Monday, Sep. 22, 1975
To the Editors:
While reading your cover story on earthquakes [Sept. 1], I was shaken by a small earthquake (4.4 on the Richter scale), the first to occur in Birmingham in 18 years. Your article was certainly TIMEly, and the special effects were outstanding.
Frank C. Galloway Jr.
Birmingham
The "inexorable movement of opposing plates" poses a serious political question. What do we do, 30 million years hence, when Los Angeles gets up around Vancouver?

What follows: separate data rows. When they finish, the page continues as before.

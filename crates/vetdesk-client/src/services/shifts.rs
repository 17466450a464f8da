// SPDX-FileCopyrightText: 2026 VetDesk Contributors
// SPDX-License-Identifier: MIT OR Apache-2.0

//! Doctor shift scheduling. Overlap checks are left to the backend.

use vetdesk_core::types::ShiftInput;
use vetdesk_core::{Shift, VetdeskError};

use crate::ApiClient;

pub async fn list(client: &ApiClient) -> Result<Vec<Shift>, VetdeskError> {
    client.get("doctor/shifts").await
}

pub async fn create(client: &ApiClient, shift: &ShiftInput) -> Result<Shift, VetdeskError> {
    client.post("doctor/shifts", shift).await
}

pub async fn update(
    client: &ApiClient,
    shift_id: i64,
    shift: &ShiftInput,
) -> Result<Shift, VetdeskError> {
    client.put(&format!("doctor/shifts/{shift_id}"), shift).await
}

pub async fn delete(client: &ApiClient, shift_id: i64) -> Result<(), VetdeskError> {
    client.delete(&format!("doctor/shifts/{shift_id}")).await
}
// SPDX-FileCopyrightText: 2026 VetDesk Contributors
// SPDX-License-Identifier: MIT OR Apache-2.0

//! `vetdesk notifications` and `vetdesk chat` command implementations.
//!
//! With `--follow`, notifications are first synced from the REST list and
//! then kept current from the real-time socket until Ctrl+C.

use std::collections::HashSet;
use std::sync::Arc;

use colored::Colorize;
use tracing::info;
use vetdesk_bus::EventBus;
use vetdesk_clinic::ErrorBoundary;
use vetdesk_core::types::NewChatMessage;
use vetdesk_core::{ChatMessage, Notification, VetdeskError};
use vetdesk_realtime::{ChatLog, EventHandler, NotificationCenter, NotificationDispatcher, SocketClient};

use crate::error::CliError;
use crate::session::{load_view, Session};
use crate::shutdown;

/// Run the `vetdesk notifications` command.
pub async fn run_notifications(session: &Session, follow: bool, use_color: bool) -> Result<(), CliError> {
    let center = NotificationCenter::from_config(&session.config.notifications);
    let boundary = ErrorBoundary::new("notifications");
    let fetched = load_view(&boundary, &mut session.queries.notifications()).await?;
    center.sync(fetched);

    let listed = center.list();
    if listed.is_empty() {
        println!("No notifications.");
    }
    for notification in listed.iter().rev() {
        println!("{}", notification_line(notification, use_color));
    }
    println!("{} unread", center.unread_count());

    if !follow {
        return Ok(());
    }
    let realtime = &session.config.realtime;
    if !realtime.enabled {
        return Err(CliError::Usage(
            "real-time updates are disabled ([realtime] enabled = false)".to_string(),
        ));
    }

    let bus = Arc::new(EventBus::new());
    let handler = EventHandler::new(center.clone(), ChatLog::new(), session.queries.cache().clone());
    let _dispatcher = NotificationDispatcher::attach(&bus, handler)?;

    let cancel = shutdown::install_signal_handler();
    let mut socket = SocketClient::from_config(realtime, session.client.tokens().clone(), bus.clone())
        .spawn(cancel.clone());
    info!(url = %realtime.url, "following notifications");

    let mut shown: HashSet<String> = listed.into_iter().map(|n| n.id).collect();
    let mut changes = center.subscribe_changes();

    let joined = loop {
        tokio::select! {
            joined = &mut socket => break joined,
            changed = changes.changed() => {
                if changed.is_err() {
                    cancel.cancel();
                    continue;
                }
                for notification in unseen(&center, &mut shown) {
                    println!("{}", notification_line(&notification, use_color));
                }
                println!("{} unread", center.unread_count());
            }
        }
    };

    bus.shutdown();
    joined.map_err(|e| VetdeskError::Internal(format!("socket task failed: {e}")))??;
    Ok(())
}

/// Held notifications not yet in `shown`, oldest first. Marks them shown.
fn unseen(center: &NotificationCenter, shown: &mut HashSet<String>) -> Vec<Notification> {
    center
        .list()
        .into_iter()
        .rev()
        .filter(|n| shown.insert(n.id.clone()))
        .collect()
}

fn notification_line(notification: &Notification, use_color: bool) -> String {
    let stamp = notification.created_at.format("%Y-%m-%d %H:%M");
    let body = format!("{}: {}", notification.title, notification.message);
    match (notification.read, use_color) {
        (false, true) => format!("{} {stamp}  {}", "●".cyan(), body.bold()),
        (false, false) => format!("* {stamp}  {body}"),
        (true, _) => format!("  {stamp}  {body}"),
    }
}

/// Run the `vetdesk chat` command.
pub async fn run_chat(session: &Session, conversation: &str, content: &str) -> Result<(), CliError> {
    let message = NewChatMessage {
        conversation_id: conversation.to_string(),
        content: content.to_string(),
        message_type: "text".to_string(),
    };
    session.queries.send_chat(&message).await?;

    let boundary = ErrorBoundary::new("chat");
    let history = load_view(&boundary, &mut session.queries.chat_history(conversation)).await?;
    let log = ChatLog::new();
    log.extend(history);

    for message in log.messages(conversation) {
        println!("{}", chat_line(&message));
    }
    Ok(())
}

fn chat_line(message: &ChatMessage) -> String {
    format!(
        "[{}] {}: {}",
        message.timestamp.format("%H:%M"),
        message.sender,
        message.content
    )
}

#[cfg(test)]
mod tests {
    use chrono::{TimeZone, Utc};

    use super::*;

    fn notification(read: bool) -> Notification {
        Notification {
            id: "n-1".to_string(),
            title: "Lab result".to_string(),
            message: "Bloodwork results are ready (test #15)".to_string(),
            read,
            appointment_id: None,
            entity_id: None,
            kind: "test_result".to_string(),
            created_at: Utc.with_ymd_and_hms(2026, 10, 16, 9, 30, 0).unwrap(),
        }
    }

    #[tokio::test]
    async fn full_center_still_surfaces_new_arrivals() {
        let center = NotificationCenter::new(1);
        center.push(notification(false));
        let mut shown: HashSet<String> = center.list().into_iter().map(|n| n.id).collect();
        let mut changes = center.subscribe_changes();

        let mut arrival = notification(false);
        arrival.id = "n-2".to_string();
        center.push(arrival);

        changes.changed().await.unwrap();
        let fresh: Vec<_> = unseen(&center, &mut shown).into_iter().map(|n| n.id).collect();
        assert_eq!(fresh, ["n-2"]);
        assert!(unseen(&center, &mut shown).is_empty());
        assert_eq!(center.unread_count(), 1);
    }

    #[test]
    fn unread_notifications_are_marked_in_plain_output() {
        assert_eq!(
            notification_line(&notification(false), false),
            "* 2026-10-16 09:30  Lab result: Bloodwork results are ready (test #15)"
        );
        assert!(notification_line(&notification(true), false).starts_with("  2026-10-16"));
    }
}
// SPDX-FileCopyrightText: 2026 VetDesk Contributors
// SPDX-License-Identifier: MIT OR Apache-2.0

//! Configuration system for the VetDesk clinic client.
//!
//! Provides TOML configuration parsing with strict validation (`deny_unknown_fields`),
//! XDG file hierarchy lookup, `VETDESK_*` environment variable overrides, and
//! diagnostic error rendering with typo suggestions.
//!
//! # Usage
//!
//! ```no_run
//! use vetdesk_config::load_and_validate;
//!
//! let config = load_and_validate().expect("config errors");
//! println!("API base URL: {}", config.api.base_url);
//! ```

pub mod diagnostic;
pub mod loader;
pub mod model;
pub mod validation;

pub use diagnostic::{render_errors, ConfigError};
pub use loader::{load_config, load_config_from_path, load_config_from_str};
pub use model::VetdeskConfig;

/// Load configuration from the XDG hierarchy and validate it.
///
/// On figment errors, converts them to diagnostics with source spans and
/// typo suggestions. Returns either a valid `VetdeskConfig` or every error found.
pub fn load_and_validate() -> Result<VetdeskConfig, Vec<ConfigError>> {
    match loader::load_config() {
        Ok(config) => {
            validation::validate_config(&config)?;
            Ok(config)
        }
        Err(err) => {
            let toml_sources = collect_toml_sources();
            Err(diagnostic::figment_to_config_errors(err, &toml_sources))
        }
    }
}

/// Load configuration from a TOML string and validate it.
pub fn load_and_validate_str(toml_content: &str) -> Result<VetdeskConfig, Vec<ConfigError>> {
    match loader::load_config_from_str(toml_content) {
        Ok(config) => {
            validation::validate_config(&config)?;
            Ok(config)
        }
        Err(err) => {
            let sources = vec![("<inline>".to_string(), toml_content.to_string())];
            Err(diagnostic::figment_to_config_errors(err, &sources))
        }
    }
}

/// Load configuration from an explicit file path (plus env overrides) and validate it.
pub fn load_and_validate_path(path: &std::path::Path) -> Result<VetdeskConfig, Vec<ConfigError>> {
    match loader::load_config_from_path(path) {
        Ok(config) => {
            validation::validate_config(&config)?;
            Ok(config)
        }
        Err(err) => {
            let sources = std::fs::read_to_string(path)
                .map(|content| vec![(path.display().to_string(), content)])
                .unwrap_or_default();
            Err(diagnostic::figment_to_config_errors(err, &sources))
        }
    }
}

/// Collect TOML source file contents for error span resolution.
fn collect_toml_sources() -> Vec<(String, String)> {
    let mut sources = Vec::new();

    if let Ok(content) = std::fs::read_to_string("vetdesk.toml") {
        let path = std::env::current_dir()
            .map(|d| d.join("vetdesk.toml").display().to_string())
            .unwrap_or_else(|_| "vetdesk.toml".to_string());
        sources.push((path, content));
    }

    if let Some(config_dir) = dirs::config_dir() {
        let path = config_dir.join("vetdesk/vetdesk.toml");
        if let Ok(content) = std::fs::read_to_string(&path) {
            sources.push((path.display().to_string(), content));
        }
    }

    let system_path = std::path::Path::new("/etc/vetdesk/vetdesk.toml");
    if let Ok(content) = std::fs::read_to_string(system_path) {
        sources.push((system_path.display().to_string(), content));
    }

    sources
}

I think we should make the Canadians take it.
Stephen B. Maurer
Princeton, N.J.
Even after reading your description of a possible disaster, nothing could destroy our hopes of some day returning to San Francisco--once that unique city is in your blood, nothing can tear you away, not even an earthquake.
Ronnie Feldman
Guadalajara, Mexico
Re the reaction of animals prior to an actual earthquake: a friend in Santiago, Chile, told me that his dog began acting crazy and whining for no reason --except that minutes later came the earthquake.
If dogs can hear whistles beyond the reach of human ears, why not sounds from the earth? And if these are perceptible, surely science can make machines to perceive them.
Frank A. Magary
Miramar, Fla.
As most of my generation will never forget Nov. 22. anyone around Los Angeles that day will never forget Feb. 9, 1971.1 was hitting the sack about 4 a.m., after entertaining some visiting firemen. An hour and 59 minutes later all hell broke loose. My first reaction was that some unforeseen force was trying to break down the walls of my room. It wasn't a nightmare; the building was moving.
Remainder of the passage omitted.